Data excerpts:
//! Decoder for the boshu items bundle wire format.
//!
//! The board returns a bare concatenation of `<ascii-length><json-document>`
//! pairs: no delimiter between the length and the payload, and no fixed width
//! for the length field. `52{...}345{...}` is one 52-byte document followed
//! by one 345-byte document.

use serde::de::DeserializeOwned;

use crate::error::{BoshuError, Result};

/// Decode a full items bundle into its ordered document sequence.
///
/// Decoding the same bytes twice yields the same sequence; the input is never
/// mutated.
pub fn decode_bundle<T: DeserializeOwned>(bytes: &[u8]) -> Result<Vec<T>> {
    let mut docs = Vec::new();
    let mut cursor = Cursor::new(bytes);
    while !cursor.is_done() {
        let len = cursor.read_length()?;
        let start = cursor.pos;
        let payload = cursor.take(len)?;
        let doc = serde_json::from_slice(payload).map_err(|e| BoshuError::MalformedStream {
            offset: start,
            reason: format!("invalid JSON document: {e}"),
        })?;
        docs.push(doc);
    }
    Ok(docs)
}

/// Two-phase pull parser: read a length token, then slice exactly that many
/// payload bytes.
struct Cursor<'a> {
    buf: &'a [u8],
    pos: usize,
}

impl<'a> Cursor<'a> {
    fn new(buf: &'a [u8]) -> Self {
        Self { buf, pos: 0 }
    }

    fn is_done(&self) -> bool {
        self.pos >= self.buf.len()
    }

    /// Scan forward to the next run of ASCII digits and consume it as a
    /// decimal byte length.
    fn read_length(&mut self) -> Result<usize> {
        let Some(rel) = self.buf[self.pos..].iter().position(u8::is_ascii_digit) else {
            return Err(BoshuError::MalformedStream {
                offset: self.pos,
                reason: "no length prefix before end of stream".into(),
            });
        };
        let start = self.pos + rel;
        let mut end = start;
        let mut len: usize = 0;
        while end < self.buf.len() && self.buf[end].is_ascii_digit() {
            len = len
                .checked_mul(10)
                .and_then(|l| l.checked_add((self.buf[end] - b'0') as usize))
                .ok_or_else(|| BoshuError::MalformedStream {
                    offset: start,
                    reason: "length prefix overflows".into(),
                })?;
            end += 1;
        }
        self.pos = end;
        Ok(len)
    }

    fn take(&mut self, len: usize) -> Result<&'a [u8]> {
        let remaining = self.buf.len() - self.pos;
        if len > remaining {
            return Err(BoshuError::MalformedStream {
                offset: self.pos,
                reason: format!("document of {len} bytes declared but only {remaining} remain"),
            });
        }
        let payload = &self.buf[self.pos..self.pos + len];
        self.pos += len;
        Ok(payload)
    }
}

What is required:
Repeat the material word for word.

Answer to the exercise:
//! Decoder for the boshu items bundle wire format.
//!
//! The board returns a bare concatenation of `<ascii-length><json-document>`
//! pairs: no delimiter between the length and the payload, and no fixed width
//! for the length field. `52{...}345{...}` is one 52-byte document followed
//! by one 345-byte document.

use serde::de::DeserializeOwned;

use crate::error::{BoshuError, Result};

/// Decode a full items bundle into its ordered document sequence.
///
/// Decoding the same bytes twice yields the same sequence; the input is never
/// mutated.
pub fn decode_bundle<T: DeserializeOwned>(bytes: &[u8]) -> Result<Vec<T>> {
    let mut docs = Vec::new();
    let mut cursor = Cursor::new(bytes);
    while !cursor.is_done() {
        let len = cursor.read_length()?;
        let start = cursor.pos;
        let payload = cursor.take(len)?;
        let doc = serde_json::from_slice(payload).map_err(|e| BoshuError::MalformedStream {
            offset: start,
            reason: format!("invalid JSON document: {e}"),
        })?;
        docs.push(doc);
    }
    Ok(docs)
}

/// Two-phase pull parser: read a length token, then slice exactly that many
/// payload bytes.
struct Cursor<'a> {
    buf: &'a [u8],
    pos: usize,
}

impl<'a> Cursor<'a> {
    fn new(buf: &'a [u8]) -> Self {
        Self { buf, pos: 0 }
    }

    fn is_done(&self) -> bool {
        self.pos >= self.buf.len()
    }

    /// Scan forward to the next run of ASCII digits and consume it as a
    /// decimal byte length.
    fn read_length(&mut self) -> Result<usize> {
        let Some(rel) = self.buf[self.pos..].iter().position(u8::is_ascii_digit) else {
            return Err(BoshuError::MalformedStream {
                offset: self.pos,
                reason: "no length prefix before end of stream".into(),
            });
        };
        let start = self.pos + rel;
        let mut end = start;
        let mut len: usize = 0;
        while end < self.buf.len() && self.buf[end].is_ascii_digit() {
            len = len
                .checked_mul(10)
                .and_then(|l| l.checked_add((self.buf[end] - b'0') as usize))
                .ok_or_else(|| BoshuError::MalformedStream {
                    offset: start,
                    reason: "length prefix overflows".into(),
                })?;
            end += 1;
        }
        self.pos = end;
        Ok(len)
    }

    fn take(&mut self, len: usize) -> Result<&'a [u8]> {
        let remaining = self.buf.len() - self.pos;
        if len > remaining {
            return Err(BoshuError::MalformedStream {
                offset: self.pos,
                reason: format!("document of {len} bytes declared but only {remaining} remain"),
            });
        }
        let payload = &self.buf[self.pos..self.pos + len];
        self.pos += len;
        Ok(payload)
    }
}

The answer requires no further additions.